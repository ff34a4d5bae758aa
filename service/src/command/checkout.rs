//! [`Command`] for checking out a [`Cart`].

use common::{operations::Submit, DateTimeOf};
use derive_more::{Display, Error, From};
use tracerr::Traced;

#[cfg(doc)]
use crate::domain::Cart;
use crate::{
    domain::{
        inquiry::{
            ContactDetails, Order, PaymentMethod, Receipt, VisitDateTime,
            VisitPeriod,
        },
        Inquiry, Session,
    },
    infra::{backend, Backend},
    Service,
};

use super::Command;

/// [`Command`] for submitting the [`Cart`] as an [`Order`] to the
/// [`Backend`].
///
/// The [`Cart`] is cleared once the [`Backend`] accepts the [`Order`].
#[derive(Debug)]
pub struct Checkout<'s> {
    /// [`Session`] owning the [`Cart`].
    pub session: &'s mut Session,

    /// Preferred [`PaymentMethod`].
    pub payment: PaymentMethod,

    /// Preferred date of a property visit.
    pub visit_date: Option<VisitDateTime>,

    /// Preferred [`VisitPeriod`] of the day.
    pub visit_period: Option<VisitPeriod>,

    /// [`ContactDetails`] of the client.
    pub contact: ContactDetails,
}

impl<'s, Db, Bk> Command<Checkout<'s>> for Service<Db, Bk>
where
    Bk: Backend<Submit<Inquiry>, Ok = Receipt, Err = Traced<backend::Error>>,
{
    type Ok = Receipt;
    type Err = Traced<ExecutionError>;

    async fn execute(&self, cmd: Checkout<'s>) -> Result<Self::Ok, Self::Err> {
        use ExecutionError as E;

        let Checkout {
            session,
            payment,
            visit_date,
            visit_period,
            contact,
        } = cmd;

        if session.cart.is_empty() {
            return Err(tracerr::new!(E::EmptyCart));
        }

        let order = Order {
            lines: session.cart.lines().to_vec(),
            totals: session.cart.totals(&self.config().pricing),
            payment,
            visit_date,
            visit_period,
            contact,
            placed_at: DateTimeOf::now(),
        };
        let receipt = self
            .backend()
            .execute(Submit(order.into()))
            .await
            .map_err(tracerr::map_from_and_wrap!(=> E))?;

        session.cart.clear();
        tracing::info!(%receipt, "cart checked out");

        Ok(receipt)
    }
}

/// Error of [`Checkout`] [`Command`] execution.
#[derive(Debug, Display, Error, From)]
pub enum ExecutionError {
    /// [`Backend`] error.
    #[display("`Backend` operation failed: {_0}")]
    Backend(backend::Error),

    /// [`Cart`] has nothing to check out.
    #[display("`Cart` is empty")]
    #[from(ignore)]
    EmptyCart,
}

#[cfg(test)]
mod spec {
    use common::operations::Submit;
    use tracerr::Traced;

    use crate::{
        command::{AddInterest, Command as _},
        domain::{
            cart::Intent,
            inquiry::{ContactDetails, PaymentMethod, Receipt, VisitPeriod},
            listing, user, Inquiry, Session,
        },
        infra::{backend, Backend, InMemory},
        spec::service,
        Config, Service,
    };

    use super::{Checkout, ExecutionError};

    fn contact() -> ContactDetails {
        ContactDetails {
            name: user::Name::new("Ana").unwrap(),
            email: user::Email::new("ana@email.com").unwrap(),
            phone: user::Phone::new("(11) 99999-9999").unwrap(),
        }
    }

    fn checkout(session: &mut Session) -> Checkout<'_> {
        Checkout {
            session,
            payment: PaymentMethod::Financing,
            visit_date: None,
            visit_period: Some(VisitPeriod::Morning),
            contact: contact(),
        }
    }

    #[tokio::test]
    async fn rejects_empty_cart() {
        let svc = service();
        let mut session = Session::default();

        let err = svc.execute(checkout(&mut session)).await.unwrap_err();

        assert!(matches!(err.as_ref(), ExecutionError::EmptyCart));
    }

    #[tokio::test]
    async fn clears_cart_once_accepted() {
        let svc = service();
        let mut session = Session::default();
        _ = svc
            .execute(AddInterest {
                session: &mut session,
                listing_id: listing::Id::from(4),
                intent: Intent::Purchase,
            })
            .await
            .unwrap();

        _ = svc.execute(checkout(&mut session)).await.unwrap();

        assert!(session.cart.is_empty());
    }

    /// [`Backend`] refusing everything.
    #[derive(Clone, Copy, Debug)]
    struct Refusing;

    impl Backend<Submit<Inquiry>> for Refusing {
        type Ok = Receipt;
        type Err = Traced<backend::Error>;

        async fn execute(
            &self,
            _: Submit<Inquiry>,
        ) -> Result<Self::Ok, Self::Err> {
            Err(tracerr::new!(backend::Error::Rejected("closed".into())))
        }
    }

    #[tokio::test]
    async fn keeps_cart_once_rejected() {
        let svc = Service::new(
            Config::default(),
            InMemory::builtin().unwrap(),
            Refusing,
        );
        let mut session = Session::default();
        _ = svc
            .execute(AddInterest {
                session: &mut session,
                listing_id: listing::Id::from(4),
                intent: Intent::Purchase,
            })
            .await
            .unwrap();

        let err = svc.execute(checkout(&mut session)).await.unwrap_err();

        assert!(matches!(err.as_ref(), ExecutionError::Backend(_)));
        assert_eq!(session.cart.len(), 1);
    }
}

→ ACTIVITY
Copy out every record exactly; leave nothing out.

→ RESULT OF THIS EXERCISE
repository ff34a4d5bae758aa
filename service/src/command/checkout.rs
//! [`Command`] for checking out a [`Cart`].

use common::{operations::Submit, DateTimeOf};
use derive_more::{Display, Error, From};
use tracerr::Traced;

#[cfg(doc)]
use crate::domain::Cart;
use crate::{
    domain::{
        inquiry::{
            ContactDetails, Order, PaymentMethod, Receipt, VisitDateTime,
            VisitPeriod,
        },
        Inquiry, Session,
    },
    infra::{backend, Backend},
    Service,
};

use super::Command;

/// [`Command`] for submitting the [`Cart`] as an [`Order`] to the
/// [`Backend`].
///
/// The [`Cart`] is cleared once the [`Backend`] accepts the [`Order`].
#[derive(Debug)]
pub struct Checkout<'s> {
    /// [`Session`] owning the [`Cart`].
    pub session: &'s mut Session,

    /// Preferred [`PaymentMethod`].
    pub payment: PaymentMethod,

    /// Preferred date of a property visit.
    pub visit_date: Option<VisitDateTime>,

    /// Preferred [`VisitPeriod`] of the day.
    pub visit_period: Option<VisitPeriod>,

    /// [`ContactDetails`] of the client.
    pub contact: ContactDetails,
}

impl<'s, Db, Bk> Command<Checkout<'s>> for Service<Db, Bk>
where
    Bk: Backend<Submit<Inquiry>, Ok = Receipt, Err = Traced<backend::Error>>,
{
    type Ok = Receipt;
    type Err = Traced<ExecutionError>;

    async fn execute(&self, cmd: Checkout<'s>) -> Result<Self::Ok, Self::Err> {
        use ExecutionError as E;

        let Checkout {
            session,
            payment,
            visit_date,
            visit_period,
            contact,
        } = cmd;

        if session.cart.is_empty() {
            return Err(tracerr::new!(E::EmptyCart));
        }

        let order = Order {
            lines: session.cart.lines().to_vec(),
            totals: session.cart.totals(&self.config().pricing),
            payment,
            visit_date,
            visit_period,
            contact,
            placed_at: DateTimeOf::now(),
        };
        let receipt = self
            .backend()
            .execute(Submit(order.into()))
            .await
            .map_err(tracerr::map_from_and_wrap!(=> E))?;

        session.cart.clear();
        tracing::info!(%receipt, "cart checked out");

        Ok(receipt)
    }
}

/// Error of [`Checkout`] [`Command`] execution.
#[derive(Debug, Display, Error, From)]
pub enum ExecutionError {
    /// [`Backend`] error.
    #[display("`Backend` operation failed: {_0}")]
    Backend(backend::Error),

    /// [`Cart`] has nothing to check out.
    #[display("`Cart` is empty")]
    #[from(ignore)]
    EmptyCart,
}

#[cfg(test)]
mod spec {
    use common::operations::Submit;
    use tracerr::Traced;

    use crate::{
        command::{AddInterest, Command as _},
        domain::{
            cart::Intent,
            inquiry::{ContactDetails, PaymentMethod, Receipt, VisitPeriod},
            listing, user, Inquiry, Session,
        },
        infra::{backend, Backend, InMemory},
        spec::service,
        Config, Service,
    };

    use super::{Checkout, ExecutionError};

    fn contact() -> ContactDetails {
        ContactDetails {
            name: user::Name::new("Ana").unwrap(),
            email: user::Email::new("ana@email.com").unwrap(),
            phone: user::Phone::new("(11) 99999-9999").unwrap(),
        }
    }

    fn checkout(session: &mut Session) -> Checkout<'_> {
        Checkout {
            session,
            payment: PaymentMethod::Financing,
            visit_date: None,
            visit_period: Some(VisitPeriod::Morning),
            contact: contact(),
        }
    }

    #[tokio::test]
    async fn rejects_empty_cart() {
        let svc = service();
        let mut session = Session::default();

        let err = svc.execute(checkout(&mut session)).await.unwrap_err();

        assert!(matches!(err.as_ref(), ExecutionError::EmptyCart));
    }

    #[tokio::test]
    async fn clears_cart_once_accepted() {
        let svc = service();
        let mut session = Session::default();
        _ = svc
            .execute(AddInterest {
                session: &mut session,
                listing_id: listing::Id::from(4),
                intent: Intent::Purchase,
            })
            .await
            .unwrap();

        _ = svc.execute(checkout(&mut session)).await.unwrap();

        assert!(session.cart.is_empty());
    }

    /// [`Backend`] refusing everything.
    #[derive(Clone, Copy, Debug)]
    struct Refusing;

    impl Backend<Submit<Inquiry>> for Refusing {
        type Ok = Receipt;
        type Err = Traced<backend::Error>;

        async fn execute(
            &self,
            _: Submit<Inquiry>,
        ) -> Result<Self::Ok, Self::Err> {
            Err(tracerr::new!(backend::Error::Rejected("closed".into())))
        }
    }

    #[tokio::test]
    async fn keeps_cart_once_rejected() {
        let svc = Service::new(
            Config::default(),
            InMemory::builtin().unwrap(),
            Refusing,
        );
        let mut session = Session::default();
        _ = svc
            .execute(AddInterest {
                session: &mut session,
                listing_id: listing::Id::from(4),
                intent: Intent::Purchase,
            })
            .await
            .unwrap();

        let err = svc.execute(checkout(&mut session)).await.unwrap_err();

        assert!(matches!(err.as_ref(), ExecutionError::Backend(_)));
        assert_eq!(session.cart.len(), 1);
    }
}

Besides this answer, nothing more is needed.